Then there is the consideration of local salaries. They mentioned that in the podcast as well. For example, let’s say that Cristina and I want to go to Bulgaria for a week. If the national tourism board (or a hotel) were to sponsor us for the week, we are talking about roughly 250 to 500 dollars per day of total costs, at the minimum, for food, accommodations, local transport and FAM trips. These are middle-of-the-road prices for an “average” tour; not a luxury tour (which can easily run into the 500-1,000 USD a day range and beyond).

Even at the lowest level, 250 dollars a day at seven days = $1,750 in costs. Double that for a more expensive trip. Want to know when the average salary is for Bulgarians? Around 500 USD a month, and they work six days a week and a hell of a lot more than 40 hours (I know this because I traveled there for six years and lived there for over 2.5; most developing countries have comparable average salaries, such as Mexico and Colombia).

Let’s put that into perspective, shall we? The cost of one week of free travel is equivalent to three times the monthly salary of a single individual working person on the low end in a developing country, and can go up to six to ten times the salary of a single person for an entire month.

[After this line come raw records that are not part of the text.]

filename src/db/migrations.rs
use anyhow::{bail, Context, Result};
use rusqlite::{Connection, Transaction};

const CURRENT_SCHEMA_VERSION: i32 = 1;

pub fn run_migrations(conn: &mut Connection) -> Result<()> {
    let mut version: i32 = conn
        .pragma_query_value(None, "user_version", |row| row.get(0))
        .context("failed to read user_version pragma")?;

    if version > CURRENT_SCHEMA_VERSION {
        bail!(
            "database version ({}) is newer than supported schema ({})",
            version,
            CURRENT_SCHEMA_VERSION
        );
    }

    if version == CURRENT_SCHEMA_VERSION {
        return Ok(());
    }

    let tx = conn
        .transaction()
        .context("failed to open migration transaction")?;

    while version < CURRENT_SCHEMA_VERSION {
        let next_version = version + 1;
        apply_migration(&tx, next_version)
            .with_context(|| format!("migration to version {next_version} failed"))?;
        version = next_version;
    }

    tx.pragma_update(None, "user_version", CURRENT_SCHEMA_VERSION)
        .context("failed to update user_version pragma")?;
    tx.commit().context("failed to commit migrations")?;

    Ok(())
}

fn apply_migration(tx: &Transaction<'_>, version: i32) -> Result<()> {
    match version {
        1 => {
            tx.execute_batch(include_str!("schemas/schema_v1.sql"))
                .context("failed to execute schema_v1.sql")?;
            Ok(())
        }
        _ => bail!("unknown migration target version: {version}"),
    }
}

If it is a high-end campaign, suddenly you are talking about a government or sponsor giving you the equivalent of a year’s worth of salary for many of the individuals working in the office. How arrogant of you to assume that you should be given this amazing honor simply because you are posting photos and writing blog posts about your adventures.

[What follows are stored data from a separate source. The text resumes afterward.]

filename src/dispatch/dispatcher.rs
use std::{sync::Arc, time::Duration};

use rand::Rng;
use tokio::sync::Mutex;

use crate::{
    counter::UnsentCounter,
    db::{Database, ImageRecord, StoreError},
    pictures::PictureStore,
    session::{GateRejection, SessionGate},
    transfer::{TransferResponse, Uploader},
};

const ENABLE_LOGS: bool = true;

use crate::{log_debug, log_error, log_info, log_warn};

const STATUS_ACCEPTED: u16 = 200;
const STATUS_SESSION_EXPIRED: u16 = 401;

/// How one dispatch cycle ended.
#[derive(Debug, Clone, PartialEq, Eq)]
pub enum CycleOutcome {
    /// Upload accepted and the record marked sent.
    Delivered(String),
    /// Gate refused: not logged in or offline. Nothing was touched.
    PreconditionFailed(GateRejection),
    /// No eligible records.
    Idle,
    StoreUnavailable,
    /// The chosen record vanished between selection and lease.
    RecordNotFound(String),
    /// Backing file absent, unreadable, or its check crashed or hung.
    FileMissing(String),
    TransportFailure(String),
    /// Server answered 401; the session has been invalidated.
    AuthExpired(String),
    ServerRejected { name: String, status: u16 },
}

/// Runs dispatch cycles: gate, select, lease, verify, transfer, settle.
pub struct Dispatcher {
    db: Database,
    gate: SessionGate,
    pictures: Arc<dyn PictureStore>,
    uploader: Arc<dyn Uploader>,
    counter: Arc<dyn UnsentCounter>,
    presence_timeout: Duration,
    in_flight: Mutex<()>,
}
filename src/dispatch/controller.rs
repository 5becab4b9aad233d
use std::sync::Arc;

use anyhow::{bail, Context, Result};
use log::info;
use tokio::task::JoinHandle;
use tokio::time::Duration;
use tokio_util::sync::CancellationToken;

use super::{loop_worker::dispatch_loop, Dispatcher};

/// Owns the background dispatch task.
pub struct DispatchController {
    handle: Option<JoinHandle<()>>,
    cancel_token: Option<CancellationToken>,
}

impl DispatchController {
    pub fn new() -> Self {
        Self {
            handle: None,
            cancel_token: None,
        }
    }

    pub fn is_running(&self) -> bool {
        self.handle.is_some()
    }

    pub fn start(&mut self, dispatcher: Arc<Dispatcher>, delay: Duration) -> Result<()> {
        if self.handle.is_some() {
            bail!("dispatch loop already running");
        }

        let cancel_token = CancellationToken::new();
        let handle = tokio::spawn(dispatch_loop(dispatcher, delay, cancel_token.clone()));

        self.handle = Some(handle);
        self.cancel_token = Some(cancel_token);
        info!("Dispatch loop scheduled");
        Ok(())
    }

    /// Cancels the loop and waits for the current cycle to finish.
    pub async fn stop(&mut self) -> Result<()> {
        if let Some(token) = self.cancel_token.take() {
            token.cancel();
        }

        if let Some(handle) = self.handle.take() {
            handle
                .await
                .context("dispatch loop task failed to join")
                .map(|_| ())
        } else {
            Ok(())
        }
    }
}

impl Default for DispatchController {
    fn default() -> Self {
        Self::new()
    }
}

Sponsored travel is work. If I am given the honor of traveling to a destination on the dime of the government for a publicity campaign, I have a duty to respect that honor with at the very minimum an equal amount of dignity and hard work. After all, I am being given the equivalent of anywhere from several months to a full year’s worth of compensation in local currency. I sure as shit better deliver an equivalent amount of generated revenue, minimum, to guarantee their investment and make sure that I didn’t just piss away several month’s worth of salary of half a dozen people.

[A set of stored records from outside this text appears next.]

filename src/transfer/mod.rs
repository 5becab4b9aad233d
//! One upload attempt against the remote endpoint.
//!
//! The client reports the HTTP status it got back and leaves the meaning of
//! that status to the dispatcher. It never retries.

mod http;

pub use http::HttpUploader;

use async_trait::async_trait;
use thiserror::Error;

use crate::{db::ImageRecord, pictures::PictureError};

#[derive(Debug, Clone, PartialEq, Eq)]
pub struct TransferResponse {
    pub status: u16,
    pub body: String,
}

impl TransferResponse {
    pub fn json(&self) -> Option<serde_json::Value> {
        serde_json::from_str(&self.body).ok()
    }
}

#[derive(Debug, Error)]
pub enum TransferError {
    #[error("upload is not configured: missing {0}")]
    NotConfigured(&'static str),
    #[error(transparent)]
    Picture(#[from] PictureError),
    #[error("upload request failed: {0}")]
    Transport(#[from] reqwest::Error),
}

#[async_trait]
pub trait Uploader: Send + Sync {
    async fn upload(&self, record: &ImageRecord) -> Result<TransferResponse, TransferError>;
}
//! Image record data model.
//!
//! One row per captured picture waiting for (or done with) delivery.

use chrono::{DateTime, Utc};
use serde::{Deserialize, Serialize};

#[derive(Debug, Clone, Serialize, Deserialize, PartialEq)]
#[serde(rename_all = "camelCase")]
pub struct ImageRecord {
    pub id: i64,
    /// File name inside the pictures directory; unique across the table.
    pub name: String,
    pub size_kb: f64,
    pub created_at: DateTime<Utc>,
    /// Short-lived lease taken by the dispatcher around the file presence check.
    pub ignore: bool,
    pub sent: bool,
    pub sent_at: Option<DateTime<Utc>>,
    /// Server-side classification code, see [`ImageStatus`].
    pub status: i64,
}

impl ImageRecord {
    /// Eligible records are the only ones the dispatcher may select.
    pub fn is_eligible(&self) -> bool {
        !self.ignore && !self.sent
    }

    pub fn remote_status(&self) -> Option<ImageStatus> {
        ImageStatus::from_code(self.status)
    }
}

/// Classification reported by the server for a delivered picture.
#[derive(Debug, Clone, Copy, Serialize, Deserialize, PartialEq, Eq)]
#[serde(rename_all = "camelCase")]
pub enum ImageStatus {
    Pending,
    Invalid,
    Valid,
}

impl ImageStatus {
    pub fn code(self) -> i64 {
        match self {
            ImageStatus::Pending => -1,
            ImageStatus::Invalid => 0,
            ImageStatus::Valid => 1,
        }
    }

    pub fn from_code(code: i64) -> Option<Self> {
        match code {
            -1 => Some(ImageStatus::Pending),
            0 => Some(ImageStatus::Invalid),
            1 => Some(ImageStatus::Valid),
            _ => None,
        }
    }

    pub fn as_str(self) -> &'static str {
        match self {
            ImageStatus::Pending => "pending",
            ImageStatus::Invalid => "invalid",
            ImageStatus::Valid => "valid",
        }
    }
}

impl Default for ImageStatus {
    fn default() -> Self {
        ImageStatus::Pending
    }
}
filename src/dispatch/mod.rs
mod controller;
mod dispatcher;
mod loop_worker;

#[cfg(test)]
mod fakes;

pub use controller::DispatchController;
pub use dispatcher::{CycleOutcome, Dispatcher};
pub use loop_worker::dispatch_loop;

That is an extremely heavy burden, and it is not something that should be taken lightly. Nor is it something that should be given away to someone who has barely spent any time building up their business, much less shown any sort of professionalism in their craft, instead simply choosing to slap up photos on a whim and expecting their personal journal to somehow be worthy of journalistic quality and awards without ever going to a workshop or running the gauntlet of an editorial review process to enhance their craft.

Content Writing 101

Then there is the allure of receiving an offer that is often so overpowering that the vast majority of bloggers who currently exist in the market today cannot resist the temptation to say yes. This is when we get into a lack of professionalism on both sides of the equation; first and foremost is the simple fact that the sponsoring party should have adequately researched the blogger in question, and on the flip side of that is the travel blogger who should understand that accepting free shit just because is doing more harm than good.

Let’s say you are a budget traveler. Your style of travel is hostels and chicken buses and living on $25 a day. That’s what you know, it’s what you have been promoting the last two years, and it’s what your audience resonates with. It is also who your target audience is and what they can afford.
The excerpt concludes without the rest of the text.